Entre poésie engagée et performance électrisante, le slameur congolais Corneille Chabala a illuminé la quatrième édition du Festival Slamouv à Brazzaville. Du 10 au 13 avril, la scène culturelle congolaise a vibré au rythme des mots ciselés de cet artiste lushois, dont la prestation d’ouverture restera gravée dans les mémoires comme un moment de grâce artistique et de conscience collective.
Dès son entrée en scène, l’artiste a imposé une présence théâtrale et symbolique. Enveloppé d’une fumée blanche, brandissant le drapeau de la RDC avec une fierté palpable, vêtu d’une tenue noire surmontée d’une chemise bleue, Chabala s’est présenté en ambassadeur des voix étouffées de l’Est du Congo. Son apparition ne fut pas simplement une entrée en scène, mais une véritable incarnation des douleurs et des espoirs d’une région meurtrie.
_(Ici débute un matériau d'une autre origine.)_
//! Threshold validation and exceedance evaluation.

use climattr_distribution::{Direction, DistributionError, DistributionFit};
use serde::Serialize;

use crate::error::AttributionError;

/// A finite event threshold with the direction that counts as extreme.
#[derive(Debug, Clone, Copy, PartialEq, Serialize)]
pub struct Threshold {
    value: f64,
    direction: Direction,
}

impl Threshold {
    /// Creates a threshold.
    ///
    /// # Errors
    ///
    /// [`AttributionError::InvalidThreshold`] if `value` is NaN or infinite.
    pub fn new(value: f64, direction: Direction) -> Result<Self, AttributionError> {
        if !value.is_finite() {
            return Err(AttributionError::InvalidThreshold { value });
        }
        Ok(Self { value, direction })
    }

    /// Creates a threshold from a direction string (`ascending` or
    /// `descending`, case-insensitive).
    ///
    /// # Errors
    ///
    /// [`AttributionError::InvalidDirection`] for any other direction text,
    /// then the same checks as [`Threshold::new`].
    pub fn parse(value: f64, direction: &str) -> Result<Self, AttributionError> {
        let direction: Direction = direction
            .parse()
            .map_err(|e| AttributionError::for_sample("threshold", e))?;
        Self::new(value, direction)
    }

    /// Threshold value.
    pub fn value(&self) -> f64 {
        self.value
    }

    /// Exceedance direction.
    pub fn direction(&self) -> Direction {
        self.direction
    }
}

/// Evaluates exceedance probabilities and return periods of one threshold
/// under fitted distributions.
#[derive(Debug, Clone, Copy, PartialEq)]
pub struct ThresholdEvaluator {
    threshold: Threshold,
}

impl ThresholdEvaluator {
    /// Creates an evaluator for `threshold`.
    pub fn new(threshold: Threshold) -> Self {
        Self { threshold }
    }

    /// The threshold being evaluated.
    pub fn threshold(&self) -> Threshold {
        self.threshold
    }

    /// Probability of the event under `fit`, strictly inside (0, 1).
    pub fn evaluate(&self, fit: &DistributionFit) -> Result<f64, DistributionError> {
        fit.exceedance_probability(self.threshold.value, self.threshold.direction)
    }

    /// Return period of the event under `fit`: `1 / probability`.
    pub fn return_period(&self, fit: &DistributionFit) -> Result<f64, DistributionError> {
        self.evaluate(fit).map(|p| 1.0 / p)
    }
}
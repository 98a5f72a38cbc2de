//! Metrics command: bootstrap PR, FAR and return periods.

use anyhow::{Context, Result};
use tracing::{info, info_span};

use climattr_attribution::attribution_metrics;

use crate::cli::MetricsArgs;
use crate::convert;
use crate::input;

/// Run the attribution metrics pipeline.
pub fn run(args: MetricsArgs) -> Result<()> {
    let _cmd = info_span!("metrics").entered();
    // 1. Load project TOML
    let config = input::read_config(&args.config)?;
    let seed = args.seed.or(config.seed);

    // 2. Build typed settings before touching the data
    let family = convert::parse_family(&config.metrics.family)?;
    let threshold = convert::build_threshold(&config.metrics)?;
    let attr_cfg = convert::build_attribution_config(&config.metrics, seed)?;

    // 3. Read (and optionally scale) both samples
    let (factual, counterfactual) = input::load_samples(&config)?;

    // 4. Bootstrap
    info!(
        %family,
        threshold = threshold.value(),
        replicates = attr_cfg.replicate_count(),
        seed = attr_cfg.seed(),
        "computing attribution metrics"
    );
    let metrics = attribution_metrics(&factual, &counterfactual, family, threshold, &attr_cfg)
        .context("attribution failed")?;

    // 5. Write JSON
    let json = serde_json::to_string_pretty(&metrics).context("failed to serialize metrics")?;
    input::write_output(&json, args.output.as_deref())
}
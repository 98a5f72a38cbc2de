//! Maximum-likelihood fitting of parametric families and exceedance
//! probabilities of a threshold.
//!
//! # Families
//!
//! | Family | Parameters | Estimator |
//! |--------|------------|-----------|
//! | [`Family::Normal`] | loc, scale | closed form (mean, population sd) |
//! | [`Family::Gumbel`] | loc, scale | Nelder-Mead MLE |
//! | [`Family::Gev`] | loc, scale, shape | Nelder-Mead MLE, `|xi| < 1` |
//! | [`Family::Gamma`] | shape, scale | Nelder-Mead MLE, support `x > 0` |
//!
//! Numerical fits run on data rescaled to unit spread and start from the
//! method-of-moments solution.
//!
//! # Direction
//!
//! [`Direction::Ascending`] asks for `P(X >= t)` (survival function),
//! [`Direction::Descending`] for `P(X <= t)` (CDF). Probabilities of exactly
//! 0 or 1 are reported as [`DistributionError::DegenerateProbability`].
//!
//! # Quick Start
//!
//! ```no_run
//! use climattr_distribution::{Direction, Family, exceedance_probability, fit};
//!
//! let annual_max = vec![31.2, 29.8, 33.1, 30.4, 32.7, 28.9, 34.0, 30.0];
//! let fitted = fit(&annual_max, Family::Gev)?;
//! let p = exceedance_probability(&fitted, 33.5, Direction::Ascending)?;
//! println!("return period: {:.1} years", 1.0 / p);
//! # Ok::<(), climattr_distribution::DistributionError>(())
//! ```

mod direction;
mod error;
mod family;
mod fitted;
pub(crate) mod gamma;
pub(crate) mod gev;
pub(crate) mod gumbel;
mod model;
pub(crate) mod normal;
pub(crate) mod optimizer;
pub(crate) mod standardize;

pub use direction::Direction;
pub use error::DistributionError;
pub use family::Family;
pub use fitted::{DistributionFit, FittedDistribution, exceedance_probability, fit};
pub use gamma::GammaParams;
pub use gev::GevParams;
pub use gumbel::GumbelParams;
pub use model::DistributionModel;
pub use normal::NormalParams;
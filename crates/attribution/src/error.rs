//! Error types for the climattr-attribution crate.

use climattr_distribution::{DistributionError, Family};

/// Error type for all fallible operations in the climattr-attribution crate.
///
/// Errors about one of the input samples carry the sample's label so the
/// caller can tell the factual and counterfactual inputs apart.
#[derive(Debug, Clone, thiserror::Error)]
pub enum AttributionError {
    /// Returned when a sample is unusable for the requested family.
    #[error("invalid {label} sample of {n} observations: {reason}")]
    InvalidSample {
        /// Label of the sample (e.g. "factual").
        label: String,
        /// Number of observations.
        n: usize,
        /// Description of the problem.
        reason: String,
    },

    /// Returned when the fit of an unmodified sample does not converge.
    #[error("{family} fit of the {label} sample did not converge: {reason}")]
    FitConvergence {
        /// Label of the sample.
        label: String,
        /// Family being fitted.
        family: Family,
        /// Description of the failure.
        reason: String,
    },

    /// Returned when the exceedance probability of an unmodified sample is
    /// 0 or 1.
    #[error(
        "degenerate exceedance probability {probability} for the {label} sample at threshold {threshold} ({family}); move the threshold inside the data range"
    )]
    DegenerateProbability {
        /// Label of the sample.
        label: String,
        /// Family of the fit.
        family: Family,
        /// Threshold that was evaluated.
        threshold: f64,
        /// The probability that fell outside (0, 1).
        probability: f64,
    },

    /// Returned when a direction string is not recognised.
    #[error("invalid direction {value:?} (must be \"ascending\" or \"descending\")")]
    InvalidDirection {
        /// The rejected input.
        value: String,
    },

    /// Returned when the threshold is NaN or infinite.
    #[error("threshold must be finite, got {value}")]
    InvalidThreshold {
        /// The rejected threshold.
        value: f64,
    },

    /// Returned when configuration parameters are invalid.
    #[error("invalid config: {reason}")]
    InvalidConfig {
        /// Description of the invalid configuration.
        reason: String,
    },

    /// Returned when too many bootstrap replicates were excluded for the
    /// interval to be meaningful.
    #[error(
        "insufficient bootstrap replicates: {excluded} of {attempted} excluded ({:.1}% > {:.1}% tolerated); increase the replicate count or inspect the samples for outliers and ties",
        .fraction * 100.0,
        .tolerance * 100.0
    )]
    InsufficientReplicates {
        /// Replicates whose fit or probability failed.
        excluded: usize,
        /// Replicates evaluated (requested minus cancelled).
        attempted: usize,
        /// `excluded / attempted`.
        fraction: f64,
        /// Configured maximum excluded fraction.
        tolerance: f64,
    },

    /// Any other error from the distribution fitter.
    #[error(transparent)]
    Distribution(#[from] DistributionError),
}

impl AttributionError {
    /// Attaches `label` to a fitter error raised for one of the input samples.
    pub(crate) fn for_sample(label: &str, err: DistributionError) -> Self {
        match err {
            DistributionError::InvalidSample { n, reason } => AttributionError::InvalidSample {
                label: label.to_string(),
                n,
                reason,
            },
            DistributionError::FitConvergence { family, reason, .. } => {
                AttributionError::FitConvergence {
                    label: label.to_string(),
                    family,
                    reason,
                }
            }
            DistributionError::DegenerateProbability {
                family,
                threshold,
                probability,
            } => AttributionError::DegenerateProbability {
                label: label.to_string(),
                family,
                threshold,
                probability,
            },
            DistributionError::InvalidDirection { value } => {
                AttributionError::InvalidDirection { value }
            }
            other => AttributionError::Distribution(other),
        }
    }
}

#[cfg(test)]
mod tests {
    use super::*;

    #[test]
    fn display_invalid_sample() {
        let e = AttributionError::InvalidSample {
            label: "factual".into(),
            n: 1,
            reason: "normal fit needs at least 3 observations".into(),
        };
        assert_eq!(
            e.to_string(),
            "invalid factual sample of 1 observations: normal fit needs at least 3 observations"
        );
    }

    #[test]
    fn display_insufficient_replicates() {
        let e = AttributionError::InsufficientReplicates {
            excluded: 60,
            attempted: 100,
            fraction: 0.6,
            tolerance: 0.5,
        };
        let msg = e.to_string();
        assert!(msg.starts_with(
            "insufficient bootstrap replicates: 60 of 100 excluded (60.0% > 50.0% tolerated)"
        ));
        assert!(msg.contains("increase the replicate count"));
    }

    #[test]
    fn display_invalid_threshold() {
        let e = AttributionError::InvalidThreshold { value: f64::NAN };
        assert_eq!(e.to_string(), "threshold must be finite, got NaN");
    }

    #[test]
    fn for_sample_labels_errors() {
        let e = AttributionError::for_sample(
            "counterfactual",
            DistributionError::FitConvergence {
                family: Family::Gev,
                n: 30,
                reason: "iteration cap of 5000 reached".into(),
            },
        );
        assert!(matches!(
            &e,
            AttributionError::FitConvergence { label, family: Family::Gev, .. } if label == "counterfactual"
        ));
        assert_eq!(
            e.to_string(),
            "gev fit of the counterfactual sample did not converge: iteration cap of 5000 reached"
        );
    }

    #[test]
    fn distribution_error_is_transparent() {
        let inner = DistributionError::UnknownFamily {
            name: "weibull".into(),
        };
        let expected = inner.to_string();
        let e = AttributionError::from(inner);
        assert_eq!(e.to_string(), expected);
    }

    #[test]
    fn error_is_std_error() {
        fn assert_impl<T: std::error::Error>() {}
        assert_impl::<AttributionError>();
    }

    #[test]
    fn error_is_send_sync() {
        fn assert_impl<T: Send + Sync>() {}
        assert_impl::<AttributionError>();
    }
}
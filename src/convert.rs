//! Pure conversion functions: TOML config structs -> crate API config types.

use anyhow::{Context, Result, bail};
use chrono::NaiveDate;

use crate::config::*;

use climattr_attribution::{AttributionConfig, CurveConfig, DEFAULT_SEED, IntervalMethod, Threshold};
use climattr_distribution::Family;
use climattr_scaling::{DatedSeries, ScalingMethod, ScalingSpec};

/// Parses a distribution family name (`normal`, `gumbel`, `gev`, `gamma`).
pub fn parse_family(s: &str) -> Result<Family> {
    Ok(s.parse::<Family>()?)
}

/// Parses an interval method name (`percentile` or `normal`).
pub fn parse_interval_method(s: &str) -> Result<IntervalMethod> {
    Ok(s.parse::<IntervalMethod>()?)
}

/// Parses a scaling method name (`add`, `mult`, ...).
pub fn parse_scaling_method(s: &str) -> Result<ScalingMethod> {
    Ok(s.parse::<ScalingMethod>()?)
}

/// Parses a `YYYY-MM-DD` date.
pub fn parse_date(s: &str) -> Result<NaiveDate> {
    NaiveDate::parse_from_str(s.trim(), "%Y-%m-%d")
        .with_context(|| format!("invalid date {s:?}, expected YYYY-MM-DD"))
}

/// Builds the event [`Threshold`] from the `[metrics]` section.
pub fn build_threshold(m: &MetricsToml) -> Result<Threshold> {
    let Some(value) = m.threshold else {
        bail!("no threshold: set [metrics].threshold in config");
    };
    Ok(Threshold::parse(value, &m.direction)?)
}

/// Builds an [`AttributionConfig`] from the `[metrics]` section.
///
/// Without a seed the library default is used, so runs stay reproducible.
pub fn build_attribution_config(m: &MetricsToml, seed: Option<u64>) -> Result<AttributionConfig> {
    let cfg = AttributionConfig::new()
        .with_replicate_count(m.replicate_count)
        .with_seed(seed.unwrap_or(DEFAULT_SEED))
        .with_confidence_level(m.confidence_level)
        .with_max_excluded_fraction(m.max_excluded_fraction)
        .with_interval_method(parse_interval_method(&m.interval_method)?)
        .with_parallel(m.parallel);
    cfg.validate()?;
    Ok(cfg)
}

/// Builds a [`CurveConfig`] from the `[curve]` section.
pub fn build_curve_config(c: &CurveToml, seed: Option<u64>) -> Result<CurveConfig> {
    let cfg = CurveConfig::new()
        .with_replicate_count(c.replicate_count)
        .with_seed(seed.unwrap_or(DEFAULT_SEED))
        .with_confidence_level(c.confidence_level)
        .with_return_periods(c.return_periods.clone());
    cfg.validate()?;
    Ok(cfg)
}

/// Builds a [`ScalingSpec`] from the `[scaling]` section and a loaded climatology.
pub fn build_scaling_spec(s: &ScalingToml, climatology: DatedSeries) -> Result<ScalingSpec> {
    let start = parse_date(&s.start).context("invalid [scaling].start")?;
    let end = parse_date(&s.end).context("invalid [scaling].end")?;
    if start > end {
        bail!("[scaling] window starts after it ends: {start} > {end}");
    }
    let method = parse_scaling_method(&s.method)?;
    Ok(ScalingSpec::new(climatology, start, end, method))
}

#[cfg(test)]
mod tests {
    use super::*;

    fn parse(toml_str: &str) -> ClimattrConfig {
        toml::from_str(toml_str).unwrap()
    }

    #[test]
    fn full_config_converts() {
        let config = parse(
            r#"
            seed = 7

            [input]
            factual = "all.txt"
            counterfactual = "nat.txt"

            [metrics]
            family = "gumbel"
            threshold = 32.5
            direction = "descending"
            replicate_count = 200
            interval_method = "normal"
            parallel = false

            [scaling]
            start = "1991-01-01"
            end = "2020-12-31"
            method = "mult"

            [curve]
            return_periods = [10.0, 100.0]
            "#,
        );

        assert_eq!(parse_family(&config.metrics.family).unwrap(), Family::Gumbel);
        let threshold = build_threshold(&config.metrics).unwrap();
        assert_eq!(threshold.value(), 32.5);
        assert_eq!(threshold.direction().name(), "descending");

        let attr = build_attribution_config(&config.metrics, config.seed).unwrap();
        assert_eq!(attr.seed(), 7);
        assert_eq!(attr.replicate_count(), 200);
        assert_eq!(attr.interval_method(), IntervalMethod::Normal);
        assert!(!attr.parallel());

        let curve = build_curve_config(&config.curve, config.seed).unwrap();
        assert_eq!(curve.return_periods(), &[10.0, 100.0]);
        assert_eq!(curve.replicate_count(), 1000);

        let scaling = config.scaling.as_ref().unwrap();
        let clim = DatedSeries::new(vec![parse_date("2000-06-01").unwrap()], vec![3.0]).unwrap();
        let spec = build_scaling_spec(scaling, clim).unwrap();
        assert_eq!(spec.method(), ScalingMethod::Multiplicative);
        assert_eq!(
            spec.baseline_window(),
            (parse_date("1991-01-01").unwrap(), parse_date("2020-12-31").unwrap())
        );
    }

    #[test]
    fn defaults_apply() {
        let config = parse("[metrics]\nthreshold = 1.0\n");
        assert!(config.seed.is_none());
        assert!(config.scaling.is_none());
        assert_eq!(config.input.factual_label, "factual");
        assert_eq!(parse_family(&config.metrics.family).unwrap(), Family::Gev);
        let attr = build_attribution_config(&config.metrics, config.seed).unwrap();
        assert_eq!(attr.seed(), DEFAULT_SEED);
        assert_eq!(attr.confidence_level(), 0.95);
        assert_eq!(attr.interval_method(), IntervalMethod::Percentile);
    }

    #[test]
    fn unknown_fields_rejected() {
        assert!(toml::from_str::<ClimattrConfig>("[metrics]\nthreshhold = 1.0\n").is_err());
        assert!(toml::from_str::<ClimattrConfig>("[plot]\n").is_err());
    }

    #[test]
    fn missing_threshold_bails() {
        let err = build_threshold(&MetricsToml::default()).unwrap_err();
        assert!(err.to_string().contains("[metrics].threshold"));
    }

    #[test]
    fn bad_strings_bail() {
        assert!(parse_family("weibull").is_err());
        assert!(parse_interval_method("bca").is_err());
        assert!(parse_scaling_method("log").is_err());
        assert!(parse_date("01/02/2003").is_err());

        let mut m = MetricsToml {
            threshold: Some(1.0),
            direction: "upwards".to_string(),
            ..MetricsToml::default()
        };
        assert!(build_threshold(&m).is_err());
        m.confidence_level = 1.5;
        assert!(build_attribution_config(&m, None).is_err());
    }

    #[test]
    fn reversed_window_bails() {
        let s = ScalingToml {
            start: "2020-01-01".to_string(),
            end: "1990-01-01".to_string(),
            method: "add".to_string(),
        };
        let clim = DatedSeries::new(vec![], vec![]).unwrap();
        assert!(build_scaling_spec(&s, clim).is_err());
    }
}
Dans un slam d’une intensité rare, le jeune artiste de 27 ans a tissé un dialogue poignant entre art et militantisme. « Quelque part à l’Est de mon pays en ce moment, il fait sombre », a-t-il déclaré, créant immédiatement une connexion viscérale avec le public. Ses mots, chargés d’une émotion brute, ont dressé un pont entre la scène brazzavilloise et les ténèbres qui enveloppent les provinces orientales de la RDC.
La performance de Chabala a transcendé le simple cadre artistique pour devenir un acte politique et humaniste. Son appel à l’unité africaine – « nous sommes un seul peuple, on est un peuple africain uni de par nos racines » – a résonné comme un mantra contemporain, rappelant les liens indéfectibles qui unissent le continent au-delà des frontières héritées de la colonisation.
L’impact de sa prestation fut immédiat et profond. Le public, submergé par l’émotion, s’est levé comme un seul homme, certains allant jusqu’à embrasser l’artiste, dans une communion rare entre scène et salle. Ce moment de grâce a révélé la puissance d’un art qui ne se contente pas d’émouvoir, mais qui transforme, qui éveille les consciences.
À seulement 27 ans, Corneille Chabala représente bien plus qu’une simple révélation de la scène culturelle RDC. Fort de sept années de carrière et couronné vice-champion du Championnat d’Afrique de Slam Poésie en 2022, il incarne cette nouvelle génération d’artistes africains qui mêlent excellence artistique et engagement social. Son surnom de « nouvelle étoile » prend ici tout son sens : il ne se contente pas de briller, il éclaire.
Cette performance au Festival Slamouv confirme l’émergence d’une voix majeure dans le paysage culturel congolais et africain. Entre tradition orale et modernité poétique, entre dénonciation et célébration de l’identité africaine, Corneille Chabala réinvente le slam comme art total, à la fois miroir et marteau de la réalité sociale. Son passage à Brazzaville ne fut pas simplement un spectacle, mais un moment de grâce où l’art a retrouvé sa fonction première : dire l’indicible, réveiller les consciences et rassembler les cœurs.